Description of the task: Give back the line that contains "found nothing to" and every following line, exactly as they appear, through the end of the data.

[[ Record excerpts, beginning ]]

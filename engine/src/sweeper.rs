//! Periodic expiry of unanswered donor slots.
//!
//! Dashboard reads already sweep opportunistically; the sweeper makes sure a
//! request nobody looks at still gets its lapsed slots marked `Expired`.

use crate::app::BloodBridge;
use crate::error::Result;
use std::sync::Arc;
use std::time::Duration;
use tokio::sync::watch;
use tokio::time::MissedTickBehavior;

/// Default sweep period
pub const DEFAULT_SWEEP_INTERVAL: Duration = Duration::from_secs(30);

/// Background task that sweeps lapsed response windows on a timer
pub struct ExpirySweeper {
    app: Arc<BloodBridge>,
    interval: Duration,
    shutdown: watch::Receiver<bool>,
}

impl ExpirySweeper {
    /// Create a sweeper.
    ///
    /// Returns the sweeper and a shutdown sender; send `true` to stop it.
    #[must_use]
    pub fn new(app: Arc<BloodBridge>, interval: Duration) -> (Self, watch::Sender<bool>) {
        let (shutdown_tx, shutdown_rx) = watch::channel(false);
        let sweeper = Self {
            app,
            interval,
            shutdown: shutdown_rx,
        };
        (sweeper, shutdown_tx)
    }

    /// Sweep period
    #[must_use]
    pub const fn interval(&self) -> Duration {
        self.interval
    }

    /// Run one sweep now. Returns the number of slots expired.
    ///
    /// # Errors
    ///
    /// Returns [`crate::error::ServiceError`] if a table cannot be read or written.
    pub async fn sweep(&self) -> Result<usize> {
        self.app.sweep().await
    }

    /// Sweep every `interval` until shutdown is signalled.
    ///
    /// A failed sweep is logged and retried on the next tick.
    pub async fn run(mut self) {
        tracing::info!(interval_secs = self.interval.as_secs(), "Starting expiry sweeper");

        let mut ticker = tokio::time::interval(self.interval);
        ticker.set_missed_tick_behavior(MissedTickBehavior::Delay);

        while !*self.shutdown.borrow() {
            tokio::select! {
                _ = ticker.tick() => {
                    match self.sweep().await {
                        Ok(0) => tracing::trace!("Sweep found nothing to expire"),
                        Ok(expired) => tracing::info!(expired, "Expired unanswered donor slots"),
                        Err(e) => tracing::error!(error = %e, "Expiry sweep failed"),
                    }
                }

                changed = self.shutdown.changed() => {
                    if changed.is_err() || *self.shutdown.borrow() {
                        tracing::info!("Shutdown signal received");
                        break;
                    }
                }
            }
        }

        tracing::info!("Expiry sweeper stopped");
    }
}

[[ Record excerpts, end ]]

Response box:
                        Ok(0) => tracing::trace!("Sweep found nothing to expire"),
                        Ok(expired) => tracing::info!(expired, "Expired unanswered donor slots"),
                        Err(e) => tracing::error!(error = %e, "Expiry sweep failed"),
                    }
                }

                changed = self.shutdown.changed() => {
                    if changed.is_err() || *self.shutdown.borrow() {
                        tracing::info!("Shutdown signal received");
                        break;
                    }
                }
            }
        }

        tracing::info!("Expiry sweeper stopped");
    }
}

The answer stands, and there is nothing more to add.